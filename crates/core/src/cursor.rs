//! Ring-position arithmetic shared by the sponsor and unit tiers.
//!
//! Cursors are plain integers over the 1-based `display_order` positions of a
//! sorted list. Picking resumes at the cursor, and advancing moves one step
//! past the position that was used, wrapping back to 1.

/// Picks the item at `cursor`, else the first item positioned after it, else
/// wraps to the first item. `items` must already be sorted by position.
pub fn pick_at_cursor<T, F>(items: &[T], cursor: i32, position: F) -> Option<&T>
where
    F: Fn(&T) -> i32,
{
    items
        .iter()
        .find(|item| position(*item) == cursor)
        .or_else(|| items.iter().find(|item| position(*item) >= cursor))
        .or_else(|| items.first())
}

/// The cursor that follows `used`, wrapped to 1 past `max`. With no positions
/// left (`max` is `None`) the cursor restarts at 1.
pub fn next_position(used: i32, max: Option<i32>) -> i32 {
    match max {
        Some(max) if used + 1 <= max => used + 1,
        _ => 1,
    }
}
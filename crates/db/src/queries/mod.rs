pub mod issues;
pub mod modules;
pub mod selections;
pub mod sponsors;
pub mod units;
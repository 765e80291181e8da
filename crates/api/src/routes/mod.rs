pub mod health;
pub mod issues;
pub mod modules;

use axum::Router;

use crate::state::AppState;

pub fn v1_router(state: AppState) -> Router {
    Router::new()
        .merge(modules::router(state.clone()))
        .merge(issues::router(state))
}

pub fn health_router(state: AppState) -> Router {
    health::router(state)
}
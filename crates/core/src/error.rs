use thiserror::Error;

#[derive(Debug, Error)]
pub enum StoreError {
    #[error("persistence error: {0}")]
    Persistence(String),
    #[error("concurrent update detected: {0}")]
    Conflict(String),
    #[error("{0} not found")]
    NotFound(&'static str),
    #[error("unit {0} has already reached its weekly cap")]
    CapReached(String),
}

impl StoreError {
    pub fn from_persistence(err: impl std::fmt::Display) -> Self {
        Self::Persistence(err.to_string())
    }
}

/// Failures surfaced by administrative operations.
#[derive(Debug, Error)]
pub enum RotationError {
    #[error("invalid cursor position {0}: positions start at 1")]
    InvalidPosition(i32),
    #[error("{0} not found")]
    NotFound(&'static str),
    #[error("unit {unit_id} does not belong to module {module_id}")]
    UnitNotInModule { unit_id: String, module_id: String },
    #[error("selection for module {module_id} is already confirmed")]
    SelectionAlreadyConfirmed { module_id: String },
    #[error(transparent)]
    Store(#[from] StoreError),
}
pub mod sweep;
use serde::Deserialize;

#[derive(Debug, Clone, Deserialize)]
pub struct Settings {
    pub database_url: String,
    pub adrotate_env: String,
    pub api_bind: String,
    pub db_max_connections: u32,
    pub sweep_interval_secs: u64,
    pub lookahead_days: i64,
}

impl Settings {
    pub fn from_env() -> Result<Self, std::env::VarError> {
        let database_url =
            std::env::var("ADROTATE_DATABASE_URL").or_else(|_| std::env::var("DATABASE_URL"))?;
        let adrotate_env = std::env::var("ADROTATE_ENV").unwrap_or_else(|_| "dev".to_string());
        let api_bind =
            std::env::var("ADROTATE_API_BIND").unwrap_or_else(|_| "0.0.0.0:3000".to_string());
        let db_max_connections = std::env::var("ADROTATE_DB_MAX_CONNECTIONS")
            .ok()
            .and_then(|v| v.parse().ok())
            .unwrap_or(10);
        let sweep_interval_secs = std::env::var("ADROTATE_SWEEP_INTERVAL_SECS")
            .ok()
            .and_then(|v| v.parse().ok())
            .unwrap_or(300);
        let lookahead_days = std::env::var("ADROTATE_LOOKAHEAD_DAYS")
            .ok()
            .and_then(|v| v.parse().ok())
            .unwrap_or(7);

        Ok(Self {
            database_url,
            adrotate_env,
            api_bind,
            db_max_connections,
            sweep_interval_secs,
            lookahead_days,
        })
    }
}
□ □ □ □ □ □ □
* _What to work on_
After reading the data, retype all of it exactly as it reads.

* _Output of the exercise_
filename crates/core/src/cursor.rs
//! Ring-position arithmetic shared by the sponsor and unit tiers.
//!
//! Cursors are plain integers over the 1-based `display_order` positions of a
//! sorted list. Picking resumes at the cursor, and advancing moves one step
//! past the position that was used, wrapping back to 1.

/// Picks the item at `cursor`, else the first item positioned after it, else
/// wraps to the first item. `items` must already be sorted by position.
pub fn pick_at_cursor<T, F>(items: &[T], cursor: i32, position: F) -> Option<&T>
where
    F: Fn(&T) -> i32,
{
    items
        .iter()
        .find(|item| position(*item) == cursor)
        .or_else(|| items.iter().find(|item| position(*item) >= cursor))
        .or_else(|| items.first())
}

/// The cursor that follows `used`, wrapped to 1 past `max`. With no positions
/// left (`max` is `None`) the cursor restarts at 1.
pub fn next_position(used: i32, max: Option<i32>) -> i32 {
    match max {
        Some(max) if used + 1 <= max => used + 1,
        _ => 1,
    }
}
filename crates/db/src/queries/mod.rs
pub mod issues;
pub mod modules;
pub mod selections;
pub mod sponsors;
pub mod units;
repository 765e80291181e8da
filename crates/api/src/routes/mod.rs
pub mod health;
pub mod issues;
pub mod modules;

use axum::Router;

use crate::state::AppState;

pub fn v1_router(state: AppState) -> Router {
    Router::new()
        .merge(modules::router(state.clone()))
        .merge(issues::router(state))
}

pub fn health_router(state: AppState) -> Router {
    health::router(state)
}
filename crates/core/src/error.rs
use thiserror::Error;

#[derive(Debug, Error)]
pub enum StoreError {
    #[error("persistence error: {0}")]
    Persistence(String),
    #[error("concurrent update detected: {0}")]
    Conflict(String),
    #[error("{0} not found")]
    NotFound(&'static str),
    #[error("unit {0} has already reached its weekly cap")]
    CapReached(String),
}

impl StoreError {
    pub fn from_persistence(err: impl std::fmt::Display) -> Self {
        Self::Persistence(err.to_string())
    }
}

/// Failures surfaced by administrative operations.
#[derive(Debug, Error)]
pub enum RotationError {
    #[error("invalid cursor position {0}: positions start at 1")]
    InvalidPosition(i32),
    #[error("{0} not found")]
    NotFound(&'static str),
    #[error("unit {unit_id} does not belong to module {module_id}")]
    UnitNotInModule { unit_id: String, module_id: String },
    #[error("selection for module {module_id} is already confirmed")]
    SelectionAlreadyConfirmed { module_id: String },
    #[error(transparent)]
    Store(#[from] StoreError),
}
pub mod sweep;
use serde::Deserialize;

#[derive(Debug, Clone, Deserialize)]
pub struct Settings {
    pub database_url: String,
    pub adrotate_env: String,
    pub api_bind: String,
    pub db_max_connections: u32,
    pub sweep_interval_secs: u64,
    pub lookahead_days: i64,
}

impl Settings {
    pub fn from_env() -> Result<Self, std::env::VarError> {
        let database_url =
            std::env::var("ADROTATE_DATABASE_URL").or_else(|_| std::env::var("DATABASE_URL"))?;
        let adrotate_env = std::env::var("ADROTATE_ENV").unwrap_or_else(|_| "dev".to_string());
        let api_bind =
            std::env::var("ADROTATE_API_BIND").unwrap_or_else(|_| "0.0.0.0:3000".to_string());
        let db_max_connections = std::env::var("ADROTATE_DB_MAX_CONNECTIONS")
            .ok()
            .and_then(|v| v.parse().ok())
            .unwrap_or(10);
        let sweep_interval_secs = std::env::var("ADROTATE_SWEEP_INTERVAL_SECS")
            .ok()
            .and_then(|v| v.parse().ok())
            .unwrap_or(300);
        let lookahead_days = std::env::var("ADROTATE_LOOKAHEAD_DAYS")
            .ok()
            .and_then(|v| v.parse().ok())
            .unwrap_or(7);

        Ok(Self {
            database_url,
            adrotate_env,
            api_bind,
            db_max_connections,
            sweep_interval_secs,
            lookahead_days,
        })
    }
}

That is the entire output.